All three premises (market economy, growth, profitability) are given in many Chinese companies nowadays, as the Dragonfolio China portfolios proof. Even the recently much-cited monopoly regulations in China will not drag such well-performing companies down. The reason for this is quite banal: China is interested in strong technology companies. Therefore, they will not commit economic suicide and slow down top companies. The only question for many Chinese companies is in principle how fast they grow and in which markets outside of China they can expand (as a bonus, so to speak).
Why you can continue to benefit
There is still the perceived risk that Chinese stocks will be denied access to Western equity markets. At the moment, I still dare to doubt whether this will really happen across the board. Though in case it does, almost all of the Chinese companies are already protected against this threat through their second listings. More and more Chinese companies that have their first listing in New York are striving for a second listing in Hong Kong. Incidentally, this has been announced by the popular online travel agency Trip.com this week following many other famous pioneers such as Alibaba, JD.com, and Baidu. Hong Kong is a very well regulated and transparent financial market and accessible to foreign investors.

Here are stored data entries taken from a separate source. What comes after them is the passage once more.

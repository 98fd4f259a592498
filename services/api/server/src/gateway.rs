//! Building and maintenance log operations exposed to the HTTP handlers.
//!
//! Buildings are auto-created whenever a log names one that does not exist
//! yet; they are never removed.

use std::sync::Arc;

use bigdecimal::BigDecimal;
use chrono::{DateTime, Utc};
use tracing::{instrument, warn};

use crate::store::{
    LogChanges, MaintenanceLog, MaintenanceStore, MaintenanceType,
    NewMaintenanceLog, StoreError,
};

#[derive(Debug, thiserror::Error)]
pub enum GatewayError {
    #[error("failed to create building: {0}")]
    Building(#[source] StoreError),

    #[error("store operation failed: {0}")]
    Store(#[from] StoreError),

    #[error("maintenance log {0} not found")]
    NotFound(i64),
}

/// Log to create. A missing timestamp is filled with the current time.
#[derive(Debug, Clone)]
pub struct CreateLog {
    pub building_name: String,
    pub maintenance_type: MaintenanceType,
    pub energy_draw_kw: BigDecimal,
    pub timestamp: Option<DateTime<Utc>>,
}

#[derive(Clone)]
pub struct MaintenanceGateway {
    store: Arc<dyn MaintenanceStore>,
}

impl MaintenanceGateway {
    pub fn new(store: Arc<dyn MaintenanceStore>) -> Self {
        Self { store }
    }

    pub fn store(&self) -> &Arc<dyn MaintenanceStore> {
        &self.store
    }

    #[instrument(skip(self))]
    pub async fn ensure_building(&self, name: &str) -> Result<(), GatewayError> {
        self.store
            .ensure_building(name)
            .await
            .map_err(GatewayError::Building)
    }

    pub async fn list_logs(&self) -> Result<Vec<MaintenanceLog>, GatewayError> {
        Ok(self.store.list_logs().await?)
    }

    #[instrument(skip_all, fields(building = %log.building_name))]
    pub async fn create_log(
        &self,
        log: CreateLog,
    ) -> Result<MaintenanceLog, GatewayError> {
        self.ensure_building(&log.building_name).await?;

        let created = self
            .store
            .insert_log(NewMaintenanceLog {
                building_name: log.building_name,
                maintenance_type: log.maintenance_type,
                energy_draw_kw: log.energy_draw_kw,
                timestamp: resolve_timestamp(log.timestamp, Utc::now()),
            })
            .await?;

        Ok(created)
    }

    pub async fn get_log(&self, id: i64) -> Result<MaintenanceLog, GatewayError> {
        self.store
            .get_log(id)
            .await?
            .ok_or(GatewayError::NotFound(id))
    }

    /// Overwrite building, type and energy draw of an existing log.
    ///
    /// Creating the target building is best effort: a failure is logged and
    /// the update carries on.
    #[instrument(skip(self, changes), fields(building = %changes.building_name))]
    pub async fn update_log(
        &self,
        id: i64,
        changes: LogChanges,
    ) -> Result<MaintenanceLog, GatewayError> {
        let existing = self.get_log(id).await?;

        if let Err(e) = self.store.ensure_building(&changes.building_name).await {
            warn!(
                error = %e,
                log_id = existing.id,
                "Could not create building for updated log, continuing"
            );
        }

        self.store
            .update_log(id, changes)
            .await?
            .ok_or(GatewayError::NotFound(id))
    }

    /// Delete a log. Deleting an id that does not exist is not an error.
    pub async fn delete_log(&self, id: i64) -> Result<(), GatewayError> {
        let removed = self.store.delete_log(id).await?;
        if !removed {
            tracing::debug!(log_id = id, "Delete matched no maintenance log");
        }
        Ok(())
    }

    pub async fn count_logs(&self) -> Result<i64, GatewayError> {
        Ok(self.store.count_logs().await?)
    }
}

/// `0001-01-01T00:00:00Z` is treated like an absent timestamp, since some
/// clients send the zero date instead of omitting the field.
pub fn resolve_timestamp(
    requested: Option<DateTime<Utc>>,
    now: DateTime<Utc>,
) -> DateTime<Utc> {
    match requested {
        Some(ts) if !is_zero_date(&ts) => ts,
        _ => now,
    }
}

fn is_zero_date(ts: &DateTime<Utc>) -> bool {
    use chrono::{Datelike, Timelike};

    ts.year() == 1
        && ts.ordinal() == 1
        && ts.num_seconds_from_midnight() == 0
        && ts.nanosecond() == 0
}
use indexmap::IndexMap;
use serde_json::{Map, Value};

/// Children of a branch node, in declaration order.
pub type Children = IndexMap<String, Node>;

/// Parameter value type tag carried by leaf descriptors.
#[derive(Debug, Clone, Copy, PartialEq, Eq)]
pub enum ParamType {
    Float,
    Int,
    Bool,
    String,
    Array,
    Choice,
    KeyChoice,
    Constant,
}

impl ParamType {
    pub fn as_str(self) -> &'static str {
        match self {
            Self::Float => "float",
            Self::Int => "int",
            Self::Bool => "bool",
            Self::String => "string",
            Self::Array => "array",
            Self::Choice => "choice",
            Self::KeyChoice => "keyChoice",
            Self::Constant => "constant",
        }
    }

    /// Parses a type tag. Unknown tags yield `None`; callers keep the raw
    /// string around instead of failing.
    pub fn parse(tag: &str) -> Option<Self> {
        match tag {
            "float" => Some(Self::Float),
            "int" => Some(Self::Int),
            "bool" => Some(Self::Bool),
            "string" => Some(Self::String),
            "array" => Some(Self::Array),
            "choice" => Some(Self::Choice),
            "keyChoice" => Some(Self::KeyChoice),
            "constant" => Some(Self::Constant),
            _ => None,
        }
    }
}

/// A leaf descriptor: a default value plus the metadata describing it.
///
/// Fields other than `default` are optional. Metadata keys that the model
/// does not know about are preserved verbatim in `extra`.
#[derive(Debug, Clone, PartialEq, Default)]
pub struct Leaf {
    pub default: Value,
    pub type_: Option<ParamType>,
    pub title: Option<String>,
    pub description: Option<String>,
    pub units: Option<String>,
    pub choices: Option<Vec<Value>>,
    /// Marker for parameters a user must supply before a run can start.
    /// Presence is what matters; the wrapped value rides through
    /// serialization unchanged.
    pub essential: Option<Value>,
    /// Marker excluding this leaf from default extraction.
    pub ignore: Option<Value>,
    /// Unrecognized metadata, kept in declaration order.
    pub extra: Map<String, Value>,
}

impl Leaf {
    pub fn new(default: Value) -> Self {
        Leaf {
            default,
            ..Default::default()
        }
    }

    pub fn typed(mut self, type_: ParamType) -> Self {
        self.type_ = Some(type_);
        self
    }

    pub fn title(mut self, title: impl Into<String>) -> Self {
        self.title = Some(title.into());
        self
    }

    pub fn describe(mut self, description: impl Into<String>) -> Self {
        self.description = Some(description.into());
        self
    }

    pub fn units(mut self, units: impl Into<String>) -> Self {
        self.units = Some(units.into());
        self
    }

    pub fn choices(mut self, choices: Vec<Value>) -> Self {
        self.choices = Some(choices);
        self
    }

    pub fn essential(mut self) -> Self {
        self.essential = Some(Value::Bool(true));
        self
    }

    pub fn ignored(mut self) -> Self {
        self.ignore = Some(Value::Bool(true));
        self
    }

    /// Key-presence test over the descriptor's mapping form, covering both
    /// the modeled fields and `extra`.
    pub fn has_meta(&self, key: &str) -> bool {
        if self.extra.contains_key(key) {
            return true;
        }
        match key {
            "default" => true,
            "type" => self.type_.is_some(),
            "title" => self.title.is_some(),
            "description" => self.description.is_some(),
            "units" => self.units.is_some(),
            "choices" => self.choices.is_some(),
            "essential" => self.essential.is_some(),
            "ignore" => self.ignore.is_some(),
            _ => false,
        }
    }
}

/// A node of a parameter schema tree.
///
/// The kind is decided once, when the tree is built: a mapping carrying a
/// `default` key is a `Leaf`, any other mapping is a `Branch`, and everything
/// else (scalars, arrays, ad hoc pass-through values) is `Raw`. Conversions
/// from JSON never produce a `Raw` holding a mapping.
#[derive(Debug, Clone, PartialEq)]
pub enum Node {
    Leaf(Leaf),
    Branch(Children),
    Raw(Value),
}

impl Node {
    /// Builds a branch from `(key, child)` pairs, keeping their order.
    pub fn branch<K: Into<String>>(entries: Vec<(K, Node)>) -> Node {
        Node::Branch(entries.into_iter().map(|(k, v)| (k.into(), v)).collect())
    }

    /// Returns the "kind" string identifier for this node.
    pub fn kind(&self) -> &'static str {
        match self {
            Self::Leaf(_) => "leaf",
            Self::Branch(_) => "branch",
            Self::Raw(_) => "raw",
        }
    }

    pub fn is_leaf(&self) -> bool {
        matches!(self, Self::Leaf(_))
    }

    pub fn is_branch(&self) -> bool {
        matches!(self, Self::Branch(_))
    }

    pub fn as_leaf(&self) -> Option<&Leaf> {
        match self {
            Self::Leaf(leaf) => Some(leaf),
            _ => None,
        }
    }

    pub fn as_branch(&self) -> Option<&Children> {
        match self {
            Self::Branch(children) => Some(children),
            _ => None,
        }
    }

    /// Unified key-presence test, the typed equivalent of `key in mapping`
    /// on the node's JSON form.
    pub fn has_key(&self, key: &str) -> bool {
        match self {
            Self::Leaf(leaf) => leaf.has_meta(key),
            Self::Branch(children) => children.contains_key(key),
            Self::Raw(value) => match value.as_object() {
                Some(map) => map.contains_key(key),
                None => false,
            },
        }
    }

    /// Looks up a direct child of a branch.
    pub fn get(&self, key: &str) -> Option<&Node> {
        match self {
            Self::Branch(children) => children.get(key),
            _ => None,
        }
    }

    /// Walks a dot-separated path of branch keys, e.g.
    /// `"runConfigs.GateSweep.gateVoltageMinimum"`.
    pub fn get_path(&self, path: &str) -> Option<&Node> {
        let mut node = self;
        for part in path.split('.') {
            node = node.get(part)?;
        }
        Some(node)
    }
}

impl From<Leaf> for Node {
    fn from(leaf: Leaf) -> Node {
        Node::Leaf(leaf)
    }
}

Another parallel trend is that Chinese companies in Hong Kong will get an additional listing at the Shanghai stock exchange. A well-known recent example is Xiaomi. This movement also lowers the threshold for domestic (Chinese) investors. Many people don't even know this, but lots of Chinese until today are unable to invest in their own domestic companies, such as Alibaba, because they lack access in their own country.
In case the "return home" of Chinese companies becomes the new normal, we might see an unprecedented equity boom in China, where technically enormous amounts of equity are available. At the same time, international investors will continue to invest in these companies, which in the double combination would be positive for us as investors in the long term.
In summary, it can be said, that a loss of access to US capital markets, will not mean that we can no longer buy Chinese stocks, nor will it limit China's ability to raise capital in the long term. The stock market values of most Chinese companies will continue to grow over the next few decades and will outperform many Western markets.
After all, I find it important to emphasize again that, firstly, we don't have to worry about stock investments in China and, secondly, of course, we should still hope that there will be no extreme decoupling between the so-called Western and Eastern markets. Although a lot of things appear very negative these days with a lot of support from various media channels, it is a very exciting time nonetheless, especially for China observers.
I constantly conclude that there is regretfully still very little understanding on both sides and I will therefore within my means try to improve this. Fortunately, there seem to be more and more people who think similarly and try to enhance relationships indirectly through their work. In the current tense environment, there should not only be a yin and yang (black and white) but we probably also have to learn to deal better with some gray tones.